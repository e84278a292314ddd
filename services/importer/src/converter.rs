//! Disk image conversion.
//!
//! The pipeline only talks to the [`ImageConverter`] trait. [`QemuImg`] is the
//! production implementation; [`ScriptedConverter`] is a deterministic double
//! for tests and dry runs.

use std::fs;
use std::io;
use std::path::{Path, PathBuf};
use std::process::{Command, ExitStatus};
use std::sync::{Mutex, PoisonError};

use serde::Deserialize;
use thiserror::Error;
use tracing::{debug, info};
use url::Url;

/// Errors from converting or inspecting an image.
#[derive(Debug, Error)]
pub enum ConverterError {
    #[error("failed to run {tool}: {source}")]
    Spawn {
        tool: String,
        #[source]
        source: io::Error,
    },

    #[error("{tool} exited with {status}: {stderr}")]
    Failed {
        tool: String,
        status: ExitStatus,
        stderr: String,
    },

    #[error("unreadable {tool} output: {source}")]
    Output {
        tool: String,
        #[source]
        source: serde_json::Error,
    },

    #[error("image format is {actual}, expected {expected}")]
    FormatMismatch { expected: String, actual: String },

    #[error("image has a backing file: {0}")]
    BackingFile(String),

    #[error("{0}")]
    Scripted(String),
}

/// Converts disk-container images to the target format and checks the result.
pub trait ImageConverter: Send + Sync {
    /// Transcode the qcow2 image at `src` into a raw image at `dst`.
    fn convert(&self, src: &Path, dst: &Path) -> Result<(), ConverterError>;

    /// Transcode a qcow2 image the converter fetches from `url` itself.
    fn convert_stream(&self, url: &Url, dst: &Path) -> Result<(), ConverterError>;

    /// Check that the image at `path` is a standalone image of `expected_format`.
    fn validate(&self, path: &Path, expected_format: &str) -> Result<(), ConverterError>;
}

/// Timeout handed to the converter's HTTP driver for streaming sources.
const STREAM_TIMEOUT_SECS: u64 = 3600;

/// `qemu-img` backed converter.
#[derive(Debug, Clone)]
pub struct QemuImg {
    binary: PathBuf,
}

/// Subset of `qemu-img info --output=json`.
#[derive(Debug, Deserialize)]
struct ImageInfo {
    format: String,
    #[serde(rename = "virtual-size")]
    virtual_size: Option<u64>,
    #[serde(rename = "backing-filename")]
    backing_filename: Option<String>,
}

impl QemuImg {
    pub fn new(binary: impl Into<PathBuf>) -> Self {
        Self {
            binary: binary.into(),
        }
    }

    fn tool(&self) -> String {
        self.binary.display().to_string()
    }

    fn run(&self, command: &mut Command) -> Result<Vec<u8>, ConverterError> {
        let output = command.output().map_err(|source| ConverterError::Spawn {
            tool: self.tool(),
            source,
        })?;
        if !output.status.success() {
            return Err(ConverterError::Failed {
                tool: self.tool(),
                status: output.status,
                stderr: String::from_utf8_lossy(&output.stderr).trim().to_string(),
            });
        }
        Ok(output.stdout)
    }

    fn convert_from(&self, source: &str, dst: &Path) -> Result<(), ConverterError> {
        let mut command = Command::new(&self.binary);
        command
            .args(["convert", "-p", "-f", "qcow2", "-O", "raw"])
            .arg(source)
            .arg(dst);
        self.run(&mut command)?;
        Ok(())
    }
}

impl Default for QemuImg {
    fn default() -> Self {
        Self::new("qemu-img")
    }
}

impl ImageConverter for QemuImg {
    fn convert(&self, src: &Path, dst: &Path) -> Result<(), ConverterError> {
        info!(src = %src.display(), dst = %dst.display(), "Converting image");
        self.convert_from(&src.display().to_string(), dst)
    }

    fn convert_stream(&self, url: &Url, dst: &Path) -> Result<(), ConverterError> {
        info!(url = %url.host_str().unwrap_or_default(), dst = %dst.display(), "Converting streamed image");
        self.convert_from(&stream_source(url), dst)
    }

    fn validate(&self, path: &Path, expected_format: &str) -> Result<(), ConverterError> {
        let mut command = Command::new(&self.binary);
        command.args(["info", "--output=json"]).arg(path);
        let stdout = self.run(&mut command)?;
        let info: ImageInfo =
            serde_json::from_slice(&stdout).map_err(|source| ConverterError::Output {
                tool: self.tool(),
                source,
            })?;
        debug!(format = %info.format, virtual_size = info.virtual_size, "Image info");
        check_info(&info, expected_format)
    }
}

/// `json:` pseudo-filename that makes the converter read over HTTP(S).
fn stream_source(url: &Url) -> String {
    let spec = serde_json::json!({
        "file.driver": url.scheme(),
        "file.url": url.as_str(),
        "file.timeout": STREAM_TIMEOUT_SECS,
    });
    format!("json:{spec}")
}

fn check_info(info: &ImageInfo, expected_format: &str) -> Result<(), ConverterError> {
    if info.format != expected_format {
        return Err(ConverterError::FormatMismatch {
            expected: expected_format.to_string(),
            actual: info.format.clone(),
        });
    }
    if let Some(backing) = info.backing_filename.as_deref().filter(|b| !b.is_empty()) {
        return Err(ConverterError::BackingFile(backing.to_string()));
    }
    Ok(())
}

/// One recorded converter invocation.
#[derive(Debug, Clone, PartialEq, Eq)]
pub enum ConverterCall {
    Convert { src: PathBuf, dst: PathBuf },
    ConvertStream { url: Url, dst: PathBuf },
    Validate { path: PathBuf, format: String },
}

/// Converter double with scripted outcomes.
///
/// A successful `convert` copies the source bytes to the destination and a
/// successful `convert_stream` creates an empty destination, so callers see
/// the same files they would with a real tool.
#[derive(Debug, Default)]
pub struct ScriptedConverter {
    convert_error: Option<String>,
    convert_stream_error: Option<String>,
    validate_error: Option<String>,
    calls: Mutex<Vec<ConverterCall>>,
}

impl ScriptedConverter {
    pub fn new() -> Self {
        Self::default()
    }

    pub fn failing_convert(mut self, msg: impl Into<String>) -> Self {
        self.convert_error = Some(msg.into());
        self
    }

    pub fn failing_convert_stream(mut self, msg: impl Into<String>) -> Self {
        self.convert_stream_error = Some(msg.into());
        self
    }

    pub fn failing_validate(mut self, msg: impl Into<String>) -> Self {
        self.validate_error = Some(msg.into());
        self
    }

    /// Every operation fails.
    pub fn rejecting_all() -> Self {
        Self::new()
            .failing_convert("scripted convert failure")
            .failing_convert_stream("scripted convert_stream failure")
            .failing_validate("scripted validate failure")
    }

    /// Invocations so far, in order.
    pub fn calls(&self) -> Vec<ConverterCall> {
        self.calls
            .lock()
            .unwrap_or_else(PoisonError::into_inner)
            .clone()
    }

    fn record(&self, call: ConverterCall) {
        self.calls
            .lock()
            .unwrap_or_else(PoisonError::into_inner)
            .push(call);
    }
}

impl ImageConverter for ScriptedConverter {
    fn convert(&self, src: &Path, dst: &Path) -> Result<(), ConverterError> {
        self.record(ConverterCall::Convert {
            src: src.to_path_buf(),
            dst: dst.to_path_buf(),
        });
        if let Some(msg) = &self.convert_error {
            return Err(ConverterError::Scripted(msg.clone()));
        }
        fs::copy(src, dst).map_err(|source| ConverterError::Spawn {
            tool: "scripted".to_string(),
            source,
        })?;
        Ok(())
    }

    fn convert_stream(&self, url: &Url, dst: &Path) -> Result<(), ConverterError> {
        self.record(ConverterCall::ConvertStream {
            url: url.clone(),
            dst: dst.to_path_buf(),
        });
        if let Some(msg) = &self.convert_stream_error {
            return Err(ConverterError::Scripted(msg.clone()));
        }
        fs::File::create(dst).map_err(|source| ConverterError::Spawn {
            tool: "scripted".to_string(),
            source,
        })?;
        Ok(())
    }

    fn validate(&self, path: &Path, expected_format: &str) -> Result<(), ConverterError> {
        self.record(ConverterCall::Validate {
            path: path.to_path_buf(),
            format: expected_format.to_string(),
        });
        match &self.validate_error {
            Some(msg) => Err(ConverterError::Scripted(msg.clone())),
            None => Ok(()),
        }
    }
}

________________________

▶ ASSIGNMENT:
Filter the entries down to the lines with the word "HTTP" in them.

▶ FINISHED EXERCISE:
/// Timeout handed to the converter's HTTP driver for streaming sources.
/// `json:` pseudo-filename that makes the converter read over HTTP(S).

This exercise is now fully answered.